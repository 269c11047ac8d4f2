//
// Copyright 2026 Hans W. Uhlig. All Rights Reserved.
//
// Licensed under the Apache License, Version 2.0 (the "License");
// you may not use this file except in compliance with the License.
// You may obtain a copy of the License at
//
//      http://www.apache.org/licenses/LICENSE-2.0
//
// Unless required by applicable law or agreed to in writing, software
// distributed under the License is distributed on an "AS IS" BASIS,
// WITHOUT WARRANTIES OR CONDITIONS OF ANY KIND, either express or implied.
// See the License for the specific language governing permissions and
// limitations under the License.
//

//! Scenario files: the YAML description of a world and its cast

use crate::cognition::persona::Persona;
use crate::world::events::EventBus;
use crate::world::grid::{ESCAPE_POINT, SectorBand, TileGrid};
use crate::world::tile::{Tile, TileObject};
use duskmoor_common::item::Inventory;
use duskmoor_common::position::Position;
use duskmoor_common::stats::{CombatProfile, StatBlock};
use serde::Deserialize;
use std::collections::{HashMap, HashSet};
use std::path::Path;
use thiserror::Error;
use tracing::warn;

/// Errors raised while loading or validating a scenario
#[derive(Debug, Error)]
pub enum ScenarioError {
    #[error("failed to read scenario: {0}")]
    Io(#[from] std::io::Error),
    #[error("failed to parse scenario: {0}")]
    Parse(#[from] serde_yaml::Error),
    #[error("row {row} is {found} tiles wide, expected {expected}")]
    RaggedRow {
        row: usize,
        found: usize,
        expected: usize,
    },
    #[error("legend has no entry for glyph '{0}'")]
    UnknownGlyph(char),
    #[error("duplicate character name '{0}'")]
    DuplicateName(String),
    #[error("character '{name}' starts out of bounds at {position}")]
    StartOutOfBounds { name: String, position: Position },
    #[error("character '{name}' starts on a blocked tile at {position}")]
    StartBlocked { name: String, position: Position },
    #[error("non-player character '{0}' has no persona")]
    MissingPersona(String),
}

/// Tunable simulation knobs, all defaulted for the manor heist setup
#[derive(Debug, Clone, Deserialize)]
pub struct SimulationSettings {
    #[serde(default = "default_minutes_per_turn")]
    pub minutes_per_turn: u32,
    #[serde(default = "default_start_hour")]
    pub start_hour: u32,
    #[serde(default)]
    pub max_turns: Option<u32>,
    #[serde(default = "default_vision_radius")]
    pub vision_radius: f32,
    #[serde(default = "default_importance_trigger")]
    pub importance_trigger: u32,
    #[serde(default = "default_recency_decay")]
    pub recency_decay: f32,
}

fn default_minutes_per_turn() -> u32 {
    10
}

fn default_start_hour() -> u32 {
    3
}

fn default_vision_radius() -> f32 {
    5.0
}

fn default_importance_trigger() -> u32 {
    20
}

fn default_recency_decay() -> f32 {
    0.99
}

impl Default for SimulationSettings {
    fn default() -> Self {
        Self {
            minutes_per_turn: default_minutes_per_turn(),
            start_hour: default_start_hour(),
            max_turns: None,
            vision_radius: default_vision_radius(),
            importance_trigger: default_importance_trigger(),
            recency_decay: default_recency_decay(),
        }
    }
}

/// Built-in tile kinds a legend entry may name directly
#[derive(Debug, Clone, Copy, PartialEq, Eq, Deserialize)]
#[serde(rename_all = "snake_case")]
pub enum TileKind {
    Open,
    Wall,
    Fence,
    RelicChest,
    EscapePoint,
}

/// A legend entry describing a custom object tile
#[derive(Debug, Clone, Deserialize)]
pub struct CustomTile {
    pub object: String,
    #[serde(default)]
    pub description: Option<String>,
    #[serde(default = "default_walkable")]
    pub walkable: bool,
    #[serde(default)]
    pub has_relic: bool,
}

fn default_walkable() -> bool {
    true
}

/// One glyph's meaning: either a built-in kind or a custom object
#[derive(Debug, Clone, Deserialize)]
#[serde(untagged)]
pub enum LegendEntry {
    Kind(TileKind),
    Custom(CustomTile),
}

impl LegendEntry {
    fn to_tile(&self) -> Tile {
        match self {
            LegendEntry::Kind(TileKind::Open) => Tile::open(),
            LegendEntry::Kind(TileKind::Wall) => Tile::blocked(None),
            LegendEntry::Kind(TileKind::Fence) => {
                Tile::blocked(Some(TileObject::new("fence", "A wrought iron fence.")))
            }
            LegendEntry::Kind(TileKind::RelicChest) => Tile {
                walkable: false,
                object: Some(TileObject::new(
                    "relic chest",
                    "A heavy iron chest holding the relic.",
                )),
                has_relic: true,
                ..Default::default()
            },
            LegendEntry::Kind(TileKind::EscapePoint) => Tile {
                walkable: true,
                object: Some(TileObject::new(
                    ESCAPE_POINT,
                    "A gap in the perimeter, out of sight of the manor.",
                )),
                ..Default::default()
            },
            LegendEntry::Custom(custom) => Tile {
                walkable: custom.walkable,
                object: Some(TileObject::new(
                    custom.object.clone(),
                    custom
                        .description
                        .clone()
                        .unwrap_or_else(|| format!("A {}.", custom.object)),
                )),
                has_relic: custom.has_relic,
                ..Default::default()
            },
        }
    }
}

#[derive(Debug, Clone, Deserialize)]
pub struct SectorSpec {
    pub name: String,
    pub from_row: i32,
    pub to_row: i32,
}

#[derive(Debug, Clone, Deserialize)]
pub struct GridSpec {
    pub sectors: Vec<SectorSpec>,
    pub legend: HashMap<String, LegendEntry>,
    pub rows: Vec<String>,
}

/// Whether a cast member is simulation-driven or player-driven
#[derive(Debug, Clone, Copy, PartialEq, Eq, Deserialize)]
#[serde(rename_all = "snake_case")]
pub enum CharacterKind {
    Npc,
    Human,
}

/// One cast member as declared in the scenario file
#[derive(Debug, Clone, Deserialize)]
pub struct CharacterSpec {
    pub name: String,
    pub kind: CharacterKind,
    pub position: Position,
    pub stats: StatBlock,
    pub combat: CombatProfile,
    #[serde(default)]
    pub persona: Option<Persona>,
    #[serde(default)]
    pub inventory: Inventory,
}

/// The raw deserialized scenario file
#[derive(Debug, Clone, Deserialize)]
pub struct ScenarioFile {
    pub name: String,
    pub grid: GridSpec,
    #[serde(default)]
    pub simulation: SimulationSettings,
    pub characters: Vec<CharacterSpec>,
}

/// A validated scenario with its grid built and characters placed
pub struct Scenario {
    pub name: String,
    pub simulation: SimulationSettings,
    pub grid: TileGrid,
    pub characters: Vec<CharacterSpec>,
}

impl ScenarioFile {
    /// Read and parse a scenario file from disk
    pub fn load(path: impl AsRef<Path>) -> Result<Self, ScenarioError> {
        let text = std::fs::read_to_string(path)?;
        Self::from_yaml(&text)
    }

    /// Parse a scenario from YAML text
    pub fn from_yaml(text: &str) -> Result<Self, ScenarioError> {
        Ok(serde_yaml::from_str(text)?)
    }

    /// Build the grid, validate the cast, and place every character
    pub fn build(self, bus: EventBus) -> Result<Scenario, ScenarioError> {
        let height = self.grid.rows.len() as i32;
        let width = self
            .grid
            .rows
            .first()
            .map(|row| row.chars().count())
            .unwrap_or(0);
        for (index, row) in self.grid.rows.iter().enumerate() {
            let found = row.chars().count();
            if found != width {
                return Err(ScenarioError::RaggedRow {
                    row: index,
                    found,
                    expected: width,
                });
            }
        }

        let bands = self
            .grid
            .sectors
            .iter()
            .map(|sector| SectorBand::new(sector.name.clone(), sector.from_row, sector.to_row))
            .collect();
        let mut grid = TileGrid::new(width as i32, height, bands, bus);
        for (y, row) in self.grid.rows.iter().enumerate() {
            for (x, glyph) in row.chars().enumerate() {
                let entry = self
                    .grid
                    .legend
                    .get(&glyph.to_string())
                    .ok_or(ScenarioError::UnknownGlyph(glyph))?;
                grid.set_tile(Position::new(x as i32, y as i32), entry.to_tile());
            }
        }
        if grid.relic_tile().is_none() {
            warn!(scenario = %self.name, "scenario has no relic tile");
        }

        let mut names: HashSet<&str> = HashSet::new();
        for character in &self.characters {
            if !names.insert(character.name.as_str()) {
                return Err(ScenarioError::DuplicateName(character.name.clone()));
            }
            if !grid.in_bounds(character.position) {
                return Err(ScenarioError::StartOutOfBounds {
                    name: character.name.clone(),
                    position: character.position,
                });
            }
            if !grid.tile(character.position).is_some_and(|tile| tile.walkable) {
                return Err(ScenarioError::StartBlocked {
                    name: character.name.clone(),
                    position: character.position,
                });
            }
            if character.kind == CharacterKind::Npc && character.persona.is_none() {
                return Err(ScenarioError::MissingPersona(character.name.clone()));
            }
            grid.place_character(&character.name, character.position);
        }

        Ok(Scenario {
            name: self.name,
            simulation: self.simulation,
            grid,
            characters: self.characters,
        })
    }
}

--- --- ---

* [About this task] State how many lines of the data above contain the word "iron", and include nothing other than that number.

* [Output below] 2